Cementitious grouts are a vital component for the economically-viable implementation of the geological storage of CO₂ in providing an engineered long-term seal. In this study a class G cement was carbonated at 80 bar, at either 60 °C or 120 °C, whilst immersed in a synthetic brine for durations of up to 5 months. X-ray computed tomography was used to evaluate the advancement of carbonation depth, whilst SEM/EDXA and XRD were used to characterise microstructural alteration of the cement phases. The microstructure of the ‘main carbonation front’ was found to be representative of the governing reactive transport mechanism. An ill-defined ‘main carbonation front’ during carbonation at 80 bar/60 °C showed a carbonation mechanism controlled by the rate or precipitation/dissolution reactions; diffusion in that case was not the controlling factor. The faster local supersaturation conditions in the pores at 60 °C (with respect to Ca²⁺ and HC$O_3^{-}$) created a dynamic system of aragonite precipitation from the carbonated to the inner regions of the cement. At 80 bar/120 °C a clearly defined ‘main carbonation front’ with higher compositional density than at 60 °C, was correlated with the fast reactions and diffusion limited evolution of the ‘main carbonation front’. Calcite, as the main result of those fast reactions at 120 °C, filled ubiquitously previously unmineralized voids, creating a system less prone to compositional alterations by chemical changes due to the CO₂ plume. This study showed, that the formation of calcium carbonate polymorphs depends on the kinetics of carbonation reactions for a class G cement that is determined by temperature and time. The findings of the current paper can be further used for the understanding of reaction processes within the cements of the CO₂ injection wells and assess their long-term chemical stability.

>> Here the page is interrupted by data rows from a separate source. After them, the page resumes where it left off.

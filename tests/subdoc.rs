//! Sub-document integration tests.
//!
//! The path engine is exercised through its public API, and the multi-path
//! commands over a running node.

mod common;

use bytes::{Buf, BufMut, Bytes, BytesMut};
use cbmock::adapters::memcached::{Opcode, Request};
use cbmock::error::ErrorCode;
use cbmock::subdoc::path::MAX_DEPTH;
use cbmock::subdoc::{execute, Component, Operation, Path, SubdocError};
use common::{set, small_config, start, Client};
use serde_json::{json, Value};

/// Apply `op` and return the new document.
fn mutate(doc: &Value, path: &str, op: Operation, value: &str, mkdir_p: bool) -> Value {
    let text = serde_json::to_vec(doc).unwrap();
    execute(&text, path, op, Some(value.as_bytes()), mkdir_p)
        .unwrap()
        .document
        .unwrap()
}

fn lookup(doc: &Value, path: &str, op: Operation) -> Result<Option<Value>, SubdocError> {
    let text = serde_json::to_vec(doc).unwrap();
    execute(&text, path, op, None, false).map(|r| r.matched)
}

// ============================================================================
// Paths
// ============================================================================

#[test]
fn path_components() {
    let path = Path::parse("profile.emails[1].`x.y`").unwrap();
    assert_eq!(
        path.components(),
        &[
            Component::Key("profile".to_string()),
            Component::Key("emails".to_string()),
            Component::Index(1),
            Component::Key("x.y".to_string()),
        ]
    );
    assert!(Path::parse("").unwrap().is_empty());
    assert_eq!(Path::parse("[-1]").unwrap().last(), Some(&Component::Index(-1)));
}

#[test]
fn malformed_paths_are_invalid() {
    for bad in ["a[[0]]", "a]", "a[0", "a..b", "a.", "a[-2]", "a[x]", "a[]", "`open"] {
        assert_eq!(Path::parse(bad).unwrap_err(), SubdocError::PathInvalid, "{}", bad);
    }
}

#[test]
fn depth_limit() {
    let at_limit = vec!["k"; MAX_DEPTH].join(".");
    assert_eq!(Path::parse(&at_limit).unwrap().len(), MAX_DEPTH);

    let too_deep = vec!["k"; MAX_DEPTH + 1].join(".");
    let err = Path::parse(&too_deep).unwrap_err();
    assert_eq!(err, SubdocError::PathTooBig);
    assert_eq!(err.code(), ErrorCode::SubdocPathE2big);
}

// ============================================================================
// Building a document step by step
// ============================================================================

#[test]
fn document_edit_session() {
    let mut doc = json!({"name": "ann"});

    doc = mutate(&doc, "address.city", Operation::DictUpsert, "\"Oslo\"", true);
    doc = mutate(&doc, "tags", Operation::ArrayAppend, "\"a\",\"b\"", true);
    doc = mutate(&doc, "tags", Operation::ArrayPrepend, "\"first\"", false);
    doc = mutate(&doc, "tags[1]", Operation::ArrayInsert, "\"between\"", false);
    doc = mutate(&doc, "tags", Operation::AddUnique, "\"c\"", false);
    doc = mutate(&doc, "name", Operation::Replace, "\"bob\"", false);
    doc = mutate(&doc, "visits", Operation::Counter, "3", false);
    doc = mutate(&doc, "visits", Operation::Counter, "-1", false);

    assert_eq!(
        doc,
        json!({
            "name": "bob",
            "address": {"city": "Oslo"},
            "tags": ["first", "between", "a", "b", "c"],
            "visits": 2
        })
    );

    assert_eq!(lookup(&doc, "tags", Operation::GetCount).unwrap(), Some(json!(5)));
    assert_eq!(lookup(&doc, "tags[-1]", Operation::Get).unwrap(), Some(json!("c")));
    assert_eq!(lookup(&doc, "address.city", Operation::Exists).unwrap(), Some(json!("Oslo")));

    let text = serde_json::to_vec(&doc).unwrap();
    let removed = execute(&text, "address", Operation::Remove, None, false).unwrap();
    assert_eq!(removed.matched, Some(json!({"city": "Oslo"})));
    assert!(removed.document.unwrap().get("address").is_none());
}

#[test]
fn escaped_keys() {
    let doc = json!({"a.b": {"c": 1}, "x`y": 2});
    assert_eq!(lookup(&doc, "`a.b`.c", Operation::Get).unwrap(), Some(json!(1)));
    assert_eq!(lookup(&doc, "`x``y`", Operation::Get).unwrap(), Some(json!(2)));
    assert_eq!(lookup(&doc, "a.b", Operation::Get), Err(SubdocError::PathNotFound));
}

// ============================================================================
// Failures
// ============================================================================

#[test]
fn structural_failures() {
    let doc = json!({"n": 1, "list": [1, 2], "obj": {}});

    assert_eq!(lookup(&doc, "n.inner", Operation::Get), Err(SubdocError::PathMismatch));
    assert_eq!(lookup(&doc, "n", Operation::GetCount), Err(SubdocError::PathMismatch));
    assert_eq!(lookup(&doc, "list[7]", Operation::Get), Err(SubdocError::PathNotFound));

    let text = serde_json::to_vec(&doc).unwrap();
    let run = |path: &str, op: Operation, value: &str, mkdir_p: bool| {
        execute(&text, path, op, Some(value.as_bytes()), mkdir_p).map(|_| ())
    };
    assert_eq!(run("n", Operation::DictAdd, "2", false), Err(SubdocError::PathExists));
    assert_eq!(run("missing.deep", Operation::DictAdd, "2", false), Err(SubdocError::PathNotFound));
    assert_eq!(run("obj", Operation::ArrayAppend, "1", false), Err(SubdocError::PathMismatch));
    assert_eq!(run("list", Operation::AddUnique, "2", false), Err(SubdocError::PathExists));
    assert_eq!(run("n", Operation::Replace, "not json", false), Err(SubdocError::CannotInsert));
    assert_eq!(run("obj", Operation::Counter, "1", false), Err(SubdocError::PathMismatch));
    assert_eq!(run("n", Operation::Counter, "0", false), Err(SubdocError::DeltaRange));
    assert_eq!(run("n", Operation::Counter, "1.5", false), Err(SubdocError::DeltaRange));

    assert_eq!(
        execute(b"not json", "a", Operation::Get, None, false).unwrap_err(),
        SubdocError::DocNotJson
    );
}

#[test]
fn counter_overflow() {
    let near = json!({ "c": i64::MAX - 1 });
    let text = serde_json::to_vec(&near).unwrap();
    assert_eq!(
        execute(&text, "c", Operation::Counter, Some(b"5"), false).unwrap_err(),
        SubdocError::DeltaRange
    );

    let big = br#"{"c":18446744073709551615}"#;
    assert_eq!(
        execute(big, "c", Operation::Counter, Some(b"1"), false).unwrap_err(),
        SubdocError::NumberTooBig
    );
}

#[test]
fn errors_map_to_wire_status() {
    let cases = [
        (SubdocError::PathNotFound, ErrorCode::SubdocPathEnoent),
        (SubdocError::PathExists, ErrorCode::SubdocPathEexists),
        (SubdocError::PathMismatch, ErrorCode::SubdocPathMismatch),
        (SubdocError::PathInvalid, ErrorCode::SubdocPathEinval),
        (SubdocError::DocNotJson, ErrorCode::SubdocDocNotJson),
        (SubdocError::NumberTooBig, ErrorCode::SubdocNumErange),
        (SubdocError::DeltaRange, ErrorCode::SubdocDeltaErange),
        (SubdocError::CannotInsert, ErrorCode::SubdocValueCantinsert),
    ];
    for (err, code) in cases {
        assert_eq!(ErrorCode::from(err), code, "{}", err);
    }
}

#[test]
fn opcodes_and_root_types() {
    assert_eq!(Operation::from_opcode(Opcode::SubdocCounter as u8), Some(Operation::Counter));
    assert_eq!(Operation::from_opcode(Opcode::SubdocMultiLookup as u8), None);
    assert_eq!(Operation::ArrayAppend.root_type(""), Some("[]"));
    assert_eq!(Operation::DictUpsert.root_type(""), None);
    assert_eq!(Operation::DictUpsert.root_type("[0]"), Some("[]"));
    assert_eq!(Operation::DictUpsert.root_type("a.b"), Some("{}"));
}

// ============================================================================
// Multi-path over the wire
// ============================================================================

fn lookup_specs(specs: &[(Opcode, &str)]) -> Bytes {
    let mut body = BytesMut::new();
    for (opcode, path) in specs {
        body.put_u8(*opcode as u8);
        body.put_u8(0);
        body.put_u16(path.len() as u16);
        body.put_slice(path.as_bytes());
    }
    body.freeze()
}

fn mutation_specs(specs: &[(Opcode, &str, &str)]) -> Bytes {
    let mut body = BytesMut::new();
    for (opcode, path, value) in specs {
        body.put_u8(*opcode as u8);
        body.put_u8(0);
        body.put_u16(path.len() as u16);
        body.put_u32(value.len() as u32);
        body.put_slice(path.as_bytes());
        body.put_slice(value.as_bytes());
    }
    body.freeze()
}

#[tokio::test]
async fn multi_lookup_reports_each_path() {
    let runtime = start(small_config()).await;
    let mut client = Client::for_key(&runtime, "ml").await;
    client.call(set("ml", r#"{"a":1,"b":[1,2]}"#)).await;

    let body = lookup_specs(&[
        (Opcode::SubdocGet, "a"),
        (Opcode::SubdocExists, "zz"),
        (Opcode::SubdocGetCount, "b"),
    ]);
    let response = client
        .call(Request::new(Opcode::SubdocMultiLookup).with_key("ml").with_value(body))
        .await;
    assert_eq!(response.status, ErrorCode::SubdocMultiPathFailure);

    let mut value = response.value.clone();
    let mut results = Vec::new();
    while value.has_remaining() {
        let status = value.get_u16();
        let len = value.get_u32() as usize;
        results.push((status, value.split_to(len)));
    }
    assert_eq!(results.len(), 3);
    assert_eq!(results[0], (0, Bytes::from_static(b"1")));
    assert_eq!(results[1].0, ErrorCode::SubdocPathEnoent.code());
    assert_eq!(results[2], (0, Bytes::from_static(b"2")));
}

#[tokio::test]
async fn multi_mutation_is_atomic() {
    let runtime = start(small_config()).await;
    let mut client = Client::for_key(&runtime, "mm").await;
    let stored = client.call(set("mm", r#"{"n":1}"#)).await;

    let body = mutation_specs(&[
        (Opcode::SubdocDictUpsert, "x", "true"),
        (Opcode::SubdocCounter, "n", "4"),
    ]);
    let response = client
        .call(Request::new(Opcode::SubdocMultiMutation).with_key("mm").with_value(body))
        .await;
    assert!(response.is_success());
    assert!(response.cas > stored.cas);
    // only the counter returns a value
    let mut value = response.value.clone();
    assert_eq!(value.get_u8(), 1);
    assert_eq!(value.get_u16(), 0);
    let len = value.get_u32() as usize;
    assert_eq!(&value[..len], b"5");

    let body = mutation_specs(&[
        (Opcode::SubdocDictUpsert, "y", "1"),
        (Opcode::SubdocDictAdd, "n", "0"),
    ]);
    let failed = client
        .call(Request::new(Opcode::SubdocMultiMutation).with_key("mm").with_value(body))
        .await;
    assert_eq!(failed.status, ErrorCode::SubdocMultiPathFailure);
    let mut value = failed.value.clone();
    assert_eq!(value.get_u8(), 1);
    assert_eq!(value.get_u16(), ErrorCode::SubdocPathEexists.code());

    let doc: Value = serde_json::from_slice(&client.get("mm").await.value).unwrap();
    assert_eq!(doc, json!({"n": 5, "x": true}));
}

水泥浆是经济可行地实施 CO ₂地质封存的重要组成部分提供工程化的长期密封。在这项研究中，G 级水泥在 80 巴、60 °C 或 120 °C 下碳酸化，同时浸入合成盐水中长达 5 个月。X 射线计算机断层扫描用于评估碳化深度的进展，而 SEM/EDXA 和 XRD 用于表征水泥相的微观结构变化。发现“主要碳化前沿”的微观结构代表了控制反应传输机制。在 80 bar/60 °C 的碳化过程中，一个不明确的“主要碳化前沿”显示出由速率或沉淀/溶解反应控制的碳化机制；在这种情况下，扩散不是控制因素。60 °C 时孔隙中更快的局部过饱和条件（相对于 Ca ²⁺ 和HC${哦}_3^{-}$）创建了一个从碳酸盐化到水泥内部区域的文石沉淀动态系统。在 80 bar/120 °C 时，一个明确定义的“主碳化前沿”的组成密度高于 60 °C，这与“主碳化前沿”的快速反应和扩散受限演化相关。方解石，作为 120 °C 下这些快速反应的主要结果，填充了无处不在的以前未矿化的空隙，创建了一个不太容易因 CO ₂引起的化学变化而导致成分改变的系统羽。该研究表明，碳酸钙多晶型物的形成取决于由温度和时间决定的 G 级水泥的碳酸化反应动力学。本文的研究结果可进一步用于了解 CO ₂注入井水泥内的反应过程并评估其长期化学稳定性。